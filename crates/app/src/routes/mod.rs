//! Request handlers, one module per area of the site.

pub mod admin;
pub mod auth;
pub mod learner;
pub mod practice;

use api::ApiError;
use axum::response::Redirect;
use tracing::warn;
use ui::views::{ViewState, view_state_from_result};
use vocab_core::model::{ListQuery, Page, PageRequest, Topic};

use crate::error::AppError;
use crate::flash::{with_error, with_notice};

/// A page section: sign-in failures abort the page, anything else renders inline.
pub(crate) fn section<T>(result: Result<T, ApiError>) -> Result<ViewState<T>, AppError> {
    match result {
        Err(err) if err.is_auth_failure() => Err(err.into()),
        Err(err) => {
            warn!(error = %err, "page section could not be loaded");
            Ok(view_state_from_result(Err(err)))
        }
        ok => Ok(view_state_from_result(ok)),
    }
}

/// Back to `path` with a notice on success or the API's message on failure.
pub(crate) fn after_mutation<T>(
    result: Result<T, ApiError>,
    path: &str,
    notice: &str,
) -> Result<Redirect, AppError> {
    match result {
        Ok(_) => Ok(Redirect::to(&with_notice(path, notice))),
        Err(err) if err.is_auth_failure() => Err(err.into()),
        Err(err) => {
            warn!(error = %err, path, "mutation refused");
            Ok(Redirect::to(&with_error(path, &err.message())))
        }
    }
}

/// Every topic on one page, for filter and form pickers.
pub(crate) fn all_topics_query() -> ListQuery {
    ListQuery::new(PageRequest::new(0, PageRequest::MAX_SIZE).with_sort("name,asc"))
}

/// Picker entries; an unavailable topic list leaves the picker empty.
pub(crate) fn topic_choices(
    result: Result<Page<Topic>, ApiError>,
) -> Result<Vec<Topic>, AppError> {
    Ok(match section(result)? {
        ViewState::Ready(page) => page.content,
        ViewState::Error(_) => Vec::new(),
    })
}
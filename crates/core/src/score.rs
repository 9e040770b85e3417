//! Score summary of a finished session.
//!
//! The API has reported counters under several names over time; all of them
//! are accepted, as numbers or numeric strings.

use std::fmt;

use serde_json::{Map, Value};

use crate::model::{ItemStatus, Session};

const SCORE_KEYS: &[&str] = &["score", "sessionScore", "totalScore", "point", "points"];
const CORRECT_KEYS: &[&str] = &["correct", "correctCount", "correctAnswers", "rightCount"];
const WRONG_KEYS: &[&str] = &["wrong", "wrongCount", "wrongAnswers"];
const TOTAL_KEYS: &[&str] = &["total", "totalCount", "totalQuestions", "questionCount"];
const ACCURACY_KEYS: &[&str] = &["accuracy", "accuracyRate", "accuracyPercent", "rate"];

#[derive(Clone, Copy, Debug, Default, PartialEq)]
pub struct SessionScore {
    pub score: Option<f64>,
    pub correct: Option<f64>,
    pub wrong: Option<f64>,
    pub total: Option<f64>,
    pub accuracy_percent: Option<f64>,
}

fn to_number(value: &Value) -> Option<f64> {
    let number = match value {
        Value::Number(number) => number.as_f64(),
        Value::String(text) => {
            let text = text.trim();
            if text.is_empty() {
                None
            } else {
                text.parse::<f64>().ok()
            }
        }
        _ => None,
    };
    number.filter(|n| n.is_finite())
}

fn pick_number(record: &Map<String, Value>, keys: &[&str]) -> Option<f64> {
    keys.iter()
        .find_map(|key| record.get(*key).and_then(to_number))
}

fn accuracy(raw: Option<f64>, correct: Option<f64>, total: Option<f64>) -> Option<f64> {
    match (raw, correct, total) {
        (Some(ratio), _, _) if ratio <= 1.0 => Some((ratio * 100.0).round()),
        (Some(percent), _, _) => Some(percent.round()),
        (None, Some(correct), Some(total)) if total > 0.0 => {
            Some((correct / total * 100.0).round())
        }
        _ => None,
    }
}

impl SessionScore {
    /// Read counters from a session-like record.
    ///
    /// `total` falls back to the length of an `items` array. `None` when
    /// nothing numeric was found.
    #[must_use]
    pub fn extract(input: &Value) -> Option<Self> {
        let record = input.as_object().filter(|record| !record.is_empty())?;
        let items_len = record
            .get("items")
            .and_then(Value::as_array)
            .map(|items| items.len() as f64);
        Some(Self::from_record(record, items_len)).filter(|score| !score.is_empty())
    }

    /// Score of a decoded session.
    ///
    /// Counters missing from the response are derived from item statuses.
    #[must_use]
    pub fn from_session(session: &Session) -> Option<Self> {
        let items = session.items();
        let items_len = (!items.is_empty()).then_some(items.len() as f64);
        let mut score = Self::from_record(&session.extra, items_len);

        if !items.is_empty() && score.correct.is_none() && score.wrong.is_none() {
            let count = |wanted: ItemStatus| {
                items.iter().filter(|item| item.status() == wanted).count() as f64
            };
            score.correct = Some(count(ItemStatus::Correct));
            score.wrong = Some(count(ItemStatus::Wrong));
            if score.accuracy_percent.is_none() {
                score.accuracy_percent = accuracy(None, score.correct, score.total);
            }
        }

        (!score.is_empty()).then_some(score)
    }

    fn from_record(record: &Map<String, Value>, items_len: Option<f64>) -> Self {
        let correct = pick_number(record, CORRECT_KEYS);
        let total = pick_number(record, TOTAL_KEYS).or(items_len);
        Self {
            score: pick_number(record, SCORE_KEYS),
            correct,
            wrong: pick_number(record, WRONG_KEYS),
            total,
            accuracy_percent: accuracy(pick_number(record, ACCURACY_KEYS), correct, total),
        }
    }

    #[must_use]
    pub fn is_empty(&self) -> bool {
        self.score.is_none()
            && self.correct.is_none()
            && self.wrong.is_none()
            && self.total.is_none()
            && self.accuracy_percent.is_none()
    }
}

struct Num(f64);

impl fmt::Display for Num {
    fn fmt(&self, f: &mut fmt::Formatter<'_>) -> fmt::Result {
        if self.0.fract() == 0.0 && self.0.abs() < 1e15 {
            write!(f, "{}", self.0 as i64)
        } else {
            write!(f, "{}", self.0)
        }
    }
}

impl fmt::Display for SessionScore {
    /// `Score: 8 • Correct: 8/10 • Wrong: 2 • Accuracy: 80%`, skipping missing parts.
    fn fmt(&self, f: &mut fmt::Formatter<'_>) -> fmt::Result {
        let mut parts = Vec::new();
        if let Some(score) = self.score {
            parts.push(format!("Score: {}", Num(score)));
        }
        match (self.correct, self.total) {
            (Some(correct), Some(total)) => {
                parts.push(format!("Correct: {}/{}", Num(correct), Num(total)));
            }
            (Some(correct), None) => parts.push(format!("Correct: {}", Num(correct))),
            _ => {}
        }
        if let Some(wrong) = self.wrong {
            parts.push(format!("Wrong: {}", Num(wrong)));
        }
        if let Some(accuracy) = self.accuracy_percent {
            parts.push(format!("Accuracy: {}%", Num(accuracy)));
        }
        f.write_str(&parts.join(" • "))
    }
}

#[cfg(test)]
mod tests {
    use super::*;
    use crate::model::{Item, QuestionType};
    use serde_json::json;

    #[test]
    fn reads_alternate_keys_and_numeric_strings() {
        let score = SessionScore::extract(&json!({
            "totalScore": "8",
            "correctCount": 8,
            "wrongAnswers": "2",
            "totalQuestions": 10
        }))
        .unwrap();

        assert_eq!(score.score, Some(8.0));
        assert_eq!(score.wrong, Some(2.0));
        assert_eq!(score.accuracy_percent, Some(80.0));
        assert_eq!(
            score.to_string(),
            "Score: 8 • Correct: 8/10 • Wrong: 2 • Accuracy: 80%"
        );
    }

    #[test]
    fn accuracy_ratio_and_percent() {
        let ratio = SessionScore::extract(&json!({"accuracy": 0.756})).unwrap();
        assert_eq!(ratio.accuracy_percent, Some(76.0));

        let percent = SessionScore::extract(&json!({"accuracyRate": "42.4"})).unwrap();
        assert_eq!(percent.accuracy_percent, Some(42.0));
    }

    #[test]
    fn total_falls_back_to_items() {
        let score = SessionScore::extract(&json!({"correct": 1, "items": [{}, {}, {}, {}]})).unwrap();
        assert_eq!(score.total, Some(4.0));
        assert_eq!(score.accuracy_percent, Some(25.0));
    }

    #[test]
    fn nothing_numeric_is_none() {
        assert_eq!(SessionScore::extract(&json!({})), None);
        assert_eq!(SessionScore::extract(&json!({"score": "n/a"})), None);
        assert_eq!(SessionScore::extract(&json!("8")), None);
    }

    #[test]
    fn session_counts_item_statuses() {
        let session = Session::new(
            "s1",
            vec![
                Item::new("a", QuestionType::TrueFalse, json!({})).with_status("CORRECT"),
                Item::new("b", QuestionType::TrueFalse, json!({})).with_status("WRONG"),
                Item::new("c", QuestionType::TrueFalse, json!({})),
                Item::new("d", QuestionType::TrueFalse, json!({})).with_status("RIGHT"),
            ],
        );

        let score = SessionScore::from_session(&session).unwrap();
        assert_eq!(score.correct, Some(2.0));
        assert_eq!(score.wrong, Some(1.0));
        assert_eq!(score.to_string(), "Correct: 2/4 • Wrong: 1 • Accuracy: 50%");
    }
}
◇ ◇ ◇ ◇ ◇ ◇ ◇
(Exercise objective): Using the entries, return every line where the word "response" can be found.

(Answer box):
use axum::response::Redirect;
    /// Counters missing from the response are derived from item statuses.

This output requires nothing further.